Clustering-based Image Segmentation

This idea might have come to you while reading about image segmentation. Can’t we use clustering techniques to divide images into segments? We certainly can!

In this section, we’ll get an an intuition of what clustering is (it’s always good to revise certain concepts!) and how we can use of it to segment images.

Clustering is the task of dividing the population (data points) into a number of groups, such that data points in the same groups are more similar to other data points in that same group than those in other groups. These groups are known as clusters.

K-means Clustering

One of the most commonly used clustering algorithms is k-means. Here, the k represents the number of clusters (not to be confused with k-nearest neighbor). Let’s understand how k-means works:

First, randomly select k initial clusters

Randomly assign each data point to any one of the k clusters

Calculate the centers of these clusters

Calculate the distance of all the points from the center of each cluster

Depending on this distance, the points are reassigned to the nearest cluster

Calculate the center of the newly formed clusters

Finally, repeat steps (4), (5) and (6) until either the center of the clusters does not change or we reach the set number of iterations

Let’s put our learning to the test and check how well k-means segments the objects in an image. We will be using this image, so download it, read it and and check its dimensions:

View the code on Gist.

It’s a 3-dimensional image of shape (192, 263, 3). For clustering the image using k-means, we first need to convert it into a 2-dimensional array whose shape will be (length*width, channels). In our example, this will be (192*263, 3).

View the code on Gist.

(50496, 3)

We can see that the image has been converted to a 2-dimensional array. Next, fit the k-means algorithm on this reshaped array and obtain the clusters. The cluster_centers_ function of k-means will return the cluster centers and labels_ function will give us the label for each pixel (it will tell us which pixel of the image belongs to which cluster).

View the code on Gist.

I have chosen 5 clusters for this article but you can play around with this number and check the results. Now, let’s bring back the clusters to their original shape, i.e. 3-dimensional image, and plot the results.

View the code on Gist.

Amazing, isn’t it? We are able to segment the image pretty well using just 5 clusters. I’m sure you’ll be able to improve the segmentation by increasing the number of clusters.

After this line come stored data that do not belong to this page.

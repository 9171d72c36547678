//! Retry policy for action dispatch

use serde::{Deserialize, Serialize};
use std::time::Duration;

/// Bounded exponential backoff for failed action dispatches. A dispatch
/// timeout counts as a failed attempt.
#[derive(Debug, Clone, Serialize, Deserialize)]
pub struct RetryPolicy {
    /// Total attempts per action, including the first. Once exhausted the
    /// action is terminally failed.
    pub max_attempts: u32,
    pub initial_backoff: Duration,
    pub multiplier: f64,
    pub max_backoff: Duration,
}

impl Default for RetryPolicy {
    fn default() -> Self {
        Self {
            max_attempts: 3,
            initial_backoff: Duration::from_secs(1),
            multiplier: 2.0,
            max_backoff: Duration::from_secs(30),
        }
    }
}

impl RetryPolicy {
    /// No retries: one attempt, terminal on failure.
    pub fn none() -> Self {
        Self {
            max_attempts: 1,
            ..Self::default()
        }
    }

    /// Delay before the attempt following `completed_attempts` failures.
    pub fn backoff_after(&self, completed_attempts: u32) -> Duration {
        let exponent = completed_attempts.saturating_sub(1);
        let factor = self.multiplier.powi(exponent as i32);
        let delay = self.initial_backoff.as_secs_f64() * factor;
        Duration::from_secs_f64(delay.min(self.max_backoff.as_secs_f64()))
    }
}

k-means works really well when we have a small dataset. It can segment the objects in the image and give impressive results. But the algorithm hits a roadblock when applied on a large dataset (more number of images).

It looks at all the samples at every iteration, so the time taken is too high. Hence, it’s also too expensive to implement. And since k-means is a distance-based algorithm, it only applies to convex datasets and is unsuitable for clustering non-convex clusters.

Finally, let’s look at a simple, flexible and general approach for image segmentation.

Mask R-CNN

Data scientists and researchers at Facebook AI Research (FAIR) pioneered a deep learning architecture, called Mask R-CNN, that can create a pixel-wise mask for each object in an image. This is a really cool concept so follow along closely!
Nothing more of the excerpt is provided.